## Work task
Across the records, find how many lines include the string "derive" and answer with only the figure.

■ ■ ■

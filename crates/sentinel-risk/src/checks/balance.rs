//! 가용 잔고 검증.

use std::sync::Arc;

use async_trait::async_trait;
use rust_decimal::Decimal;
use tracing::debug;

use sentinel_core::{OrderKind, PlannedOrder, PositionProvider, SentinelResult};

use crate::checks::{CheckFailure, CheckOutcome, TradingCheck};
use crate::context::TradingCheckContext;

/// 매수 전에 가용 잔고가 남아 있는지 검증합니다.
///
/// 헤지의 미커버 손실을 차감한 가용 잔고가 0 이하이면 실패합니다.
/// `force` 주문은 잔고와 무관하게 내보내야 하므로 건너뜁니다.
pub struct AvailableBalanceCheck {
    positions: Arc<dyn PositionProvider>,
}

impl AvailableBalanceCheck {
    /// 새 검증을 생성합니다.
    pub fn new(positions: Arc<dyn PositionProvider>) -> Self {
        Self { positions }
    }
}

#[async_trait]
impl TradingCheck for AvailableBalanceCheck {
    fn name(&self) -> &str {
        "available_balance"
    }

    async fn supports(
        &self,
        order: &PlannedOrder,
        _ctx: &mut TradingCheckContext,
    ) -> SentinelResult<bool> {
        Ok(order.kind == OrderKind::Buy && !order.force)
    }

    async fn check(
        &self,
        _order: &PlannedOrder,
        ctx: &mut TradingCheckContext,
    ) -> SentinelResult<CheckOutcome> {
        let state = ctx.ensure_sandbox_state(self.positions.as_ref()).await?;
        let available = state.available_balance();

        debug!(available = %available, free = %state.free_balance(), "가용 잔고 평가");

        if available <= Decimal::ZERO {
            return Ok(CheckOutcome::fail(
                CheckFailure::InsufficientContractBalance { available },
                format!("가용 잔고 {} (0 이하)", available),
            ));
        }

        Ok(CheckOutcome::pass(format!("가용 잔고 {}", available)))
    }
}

■ ■ ■

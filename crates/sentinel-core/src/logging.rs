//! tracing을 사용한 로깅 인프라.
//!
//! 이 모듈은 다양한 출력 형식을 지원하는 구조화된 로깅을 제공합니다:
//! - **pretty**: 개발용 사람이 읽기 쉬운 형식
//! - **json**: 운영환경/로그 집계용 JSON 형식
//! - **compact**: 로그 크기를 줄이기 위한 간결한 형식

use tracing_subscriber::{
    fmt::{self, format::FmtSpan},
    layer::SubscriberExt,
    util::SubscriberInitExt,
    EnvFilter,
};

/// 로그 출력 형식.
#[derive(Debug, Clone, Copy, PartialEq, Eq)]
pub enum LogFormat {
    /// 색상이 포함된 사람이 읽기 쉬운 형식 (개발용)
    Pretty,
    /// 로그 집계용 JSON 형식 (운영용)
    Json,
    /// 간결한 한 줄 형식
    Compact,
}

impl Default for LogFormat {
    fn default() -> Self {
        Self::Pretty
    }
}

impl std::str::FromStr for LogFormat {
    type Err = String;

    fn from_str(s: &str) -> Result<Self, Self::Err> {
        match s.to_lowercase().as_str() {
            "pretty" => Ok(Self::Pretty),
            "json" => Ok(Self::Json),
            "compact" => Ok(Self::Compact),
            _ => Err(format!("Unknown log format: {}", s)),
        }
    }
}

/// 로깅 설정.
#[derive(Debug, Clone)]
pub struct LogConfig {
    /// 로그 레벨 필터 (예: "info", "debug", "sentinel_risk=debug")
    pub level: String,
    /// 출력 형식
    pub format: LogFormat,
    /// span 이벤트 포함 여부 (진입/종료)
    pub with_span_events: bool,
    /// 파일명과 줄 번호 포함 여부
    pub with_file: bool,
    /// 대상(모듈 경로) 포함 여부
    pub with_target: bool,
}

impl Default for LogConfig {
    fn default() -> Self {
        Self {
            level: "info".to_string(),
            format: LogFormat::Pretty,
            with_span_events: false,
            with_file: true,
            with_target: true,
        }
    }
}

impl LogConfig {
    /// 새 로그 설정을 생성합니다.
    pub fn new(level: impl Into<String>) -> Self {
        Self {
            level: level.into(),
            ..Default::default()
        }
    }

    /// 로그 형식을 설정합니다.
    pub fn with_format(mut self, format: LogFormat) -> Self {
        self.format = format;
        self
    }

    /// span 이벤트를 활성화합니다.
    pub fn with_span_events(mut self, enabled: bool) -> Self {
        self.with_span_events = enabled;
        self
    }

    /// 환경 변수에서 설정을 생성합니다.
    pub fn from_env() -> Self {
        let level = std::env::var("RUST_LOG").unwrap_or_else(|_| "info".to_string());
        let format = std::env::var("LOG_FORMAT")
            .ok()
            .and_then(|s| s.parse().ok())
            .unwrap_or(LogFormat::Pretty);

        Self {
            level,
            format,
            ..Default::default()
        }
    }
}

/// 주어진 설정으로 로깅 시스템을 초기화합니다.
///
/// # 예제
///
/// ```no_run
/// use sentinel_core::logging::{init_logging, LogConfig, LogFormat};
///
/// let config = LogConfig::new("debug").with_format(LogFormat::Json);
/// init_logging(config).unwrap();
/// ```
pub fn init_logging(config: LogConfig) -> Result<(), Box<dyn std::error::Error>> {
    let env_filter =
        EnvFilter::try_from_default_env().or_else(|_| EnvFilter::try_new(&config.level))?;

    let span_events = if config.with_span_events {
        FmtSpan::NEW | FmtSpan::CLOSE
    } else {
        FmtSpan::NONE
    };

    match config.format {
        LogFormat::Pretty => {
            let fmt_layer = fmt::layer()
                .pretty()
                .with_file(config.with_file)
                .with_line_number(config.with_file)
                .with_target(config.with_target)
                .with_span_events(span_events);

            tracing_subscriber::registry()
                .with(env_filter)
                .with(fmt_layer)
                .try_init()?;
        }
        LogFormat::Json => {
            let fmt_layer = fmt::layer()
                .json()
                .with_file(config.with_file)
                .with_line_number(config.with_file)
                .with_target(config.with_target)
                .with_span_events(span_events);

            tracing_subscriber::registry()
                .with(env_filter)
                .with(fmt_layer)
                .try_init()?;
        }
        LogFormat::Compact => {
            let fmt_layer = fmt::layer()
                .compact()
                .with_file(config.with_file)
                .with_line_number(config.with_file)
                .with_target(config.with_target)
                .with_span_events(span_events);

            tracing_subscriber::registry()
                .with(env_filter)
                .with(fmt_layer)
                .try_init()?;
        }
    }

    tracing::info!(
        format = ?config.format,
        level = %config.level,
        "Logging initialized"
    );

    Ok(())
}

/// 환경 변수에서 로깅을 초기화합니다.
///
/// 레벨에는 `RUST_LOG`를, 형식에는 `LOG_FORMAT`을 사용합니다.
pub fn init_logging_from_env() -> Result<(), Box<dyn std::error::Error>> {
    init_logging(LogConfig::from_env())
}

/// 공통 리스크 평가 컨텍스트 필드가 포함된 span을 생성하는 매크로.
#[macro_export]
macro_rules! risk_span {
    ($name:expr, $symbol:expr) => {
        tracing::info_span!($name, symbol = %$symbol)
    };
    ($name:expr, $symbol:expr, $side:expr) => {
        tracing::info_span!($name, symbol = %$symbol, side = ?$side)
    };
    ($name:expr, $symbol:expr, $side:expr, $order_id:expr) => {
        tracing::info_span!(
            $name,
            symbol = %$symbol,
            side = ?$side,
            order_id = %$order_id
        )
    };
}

■ ■ ■

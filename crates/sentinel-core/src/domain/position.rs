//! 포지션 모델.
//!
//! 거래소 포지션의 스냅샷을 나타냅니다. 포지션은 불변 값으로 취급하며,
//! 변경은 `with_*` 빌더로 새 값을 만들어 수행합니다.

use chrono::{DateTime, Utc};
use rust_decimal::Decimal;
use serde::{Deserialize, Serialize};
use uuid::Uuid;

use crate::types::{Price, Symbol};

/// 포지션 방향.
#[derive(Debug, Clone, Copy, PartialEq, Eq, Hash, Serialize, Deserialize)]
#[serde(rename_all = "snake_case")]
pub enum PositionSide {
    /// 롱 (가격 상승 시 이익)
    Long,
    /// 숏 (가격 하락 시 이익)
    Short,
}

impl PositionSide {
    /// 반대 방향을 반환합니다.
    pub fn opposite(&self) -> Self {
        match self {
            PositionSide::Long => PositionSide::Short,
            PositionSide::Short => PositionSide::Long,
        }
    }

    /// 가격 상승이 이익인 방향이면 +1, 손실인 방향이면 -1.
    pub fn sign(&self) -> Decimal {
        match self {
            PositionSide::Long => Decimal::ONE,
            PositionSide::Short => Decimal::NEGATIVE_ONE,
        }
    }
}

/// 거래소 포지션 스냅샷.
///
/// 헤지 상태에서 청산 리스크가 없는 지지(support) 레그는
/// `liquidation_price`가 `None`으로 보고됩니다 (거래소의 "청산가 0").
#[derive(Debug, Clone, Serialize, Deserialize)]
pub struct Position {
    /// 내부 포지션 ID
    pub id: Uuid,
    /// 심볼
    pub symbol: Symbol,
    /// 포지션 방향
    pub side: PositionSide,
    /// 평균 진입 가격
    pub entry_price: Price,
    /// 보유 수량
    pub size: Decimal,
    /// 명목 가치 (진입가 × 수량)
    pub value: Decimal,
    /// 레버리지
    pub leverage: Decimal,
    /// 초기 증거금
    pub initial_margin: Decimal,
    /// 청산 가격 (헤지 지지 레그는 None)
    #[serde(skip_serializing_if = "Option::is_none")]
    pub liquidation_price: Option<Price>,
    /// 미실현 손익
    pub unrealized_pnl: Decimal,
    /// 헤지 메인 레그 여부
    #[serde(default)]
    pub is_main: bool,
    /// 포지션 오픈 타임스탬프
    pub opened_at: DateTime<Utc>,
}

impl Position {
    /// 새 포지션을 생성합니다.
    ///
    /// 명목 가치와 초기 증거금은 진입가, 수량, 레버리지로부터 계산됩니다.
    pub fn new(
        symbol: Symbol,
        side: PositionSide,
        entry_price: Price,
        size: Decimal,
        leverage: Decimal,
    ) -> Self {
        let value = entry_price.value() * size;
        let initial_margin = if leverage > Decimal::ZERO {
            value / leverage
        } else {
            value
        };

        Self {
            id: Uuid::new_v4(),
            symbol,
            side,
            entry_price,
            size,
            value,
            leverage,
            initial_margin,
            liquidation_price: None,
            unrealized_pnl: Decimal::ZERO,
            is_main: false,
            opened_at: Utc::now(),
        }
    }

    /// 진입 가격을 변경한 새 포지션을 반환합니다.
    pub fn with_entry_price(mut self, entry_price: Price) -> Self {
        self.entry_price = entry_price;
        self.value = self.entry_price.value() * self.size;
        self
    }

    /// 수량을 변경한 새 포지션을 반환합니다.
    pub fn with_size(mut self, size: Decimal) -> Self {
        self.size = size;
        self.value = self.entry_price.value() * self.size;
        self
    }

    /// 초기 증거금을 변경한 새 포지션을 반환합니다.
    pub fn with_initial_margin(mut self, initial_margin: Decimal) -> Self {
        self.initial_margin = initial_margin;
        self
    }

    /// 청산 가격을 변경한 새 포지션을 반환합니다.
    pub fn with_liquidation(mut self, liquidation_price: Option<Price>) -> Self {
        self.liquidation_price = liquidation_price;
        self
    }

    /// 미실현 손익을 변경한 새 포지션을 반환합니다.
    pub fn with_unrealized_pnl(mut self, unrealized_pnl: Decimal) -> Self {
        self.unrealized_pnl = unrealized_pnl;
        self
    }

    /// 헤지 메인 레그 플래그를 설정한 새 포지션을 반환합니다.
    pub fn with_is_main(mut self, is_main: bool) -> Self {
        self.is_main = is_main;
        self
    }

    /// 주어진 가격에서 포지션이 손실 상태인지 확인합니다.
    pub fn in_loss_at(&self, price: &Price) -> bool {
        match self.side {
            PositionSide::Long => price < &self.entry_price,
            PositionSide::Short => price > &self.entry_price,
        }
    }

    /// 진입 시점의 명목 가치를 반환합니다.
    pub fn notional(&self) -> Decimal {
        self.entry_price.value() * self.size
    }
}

■ ■ ■

## Output for this task
4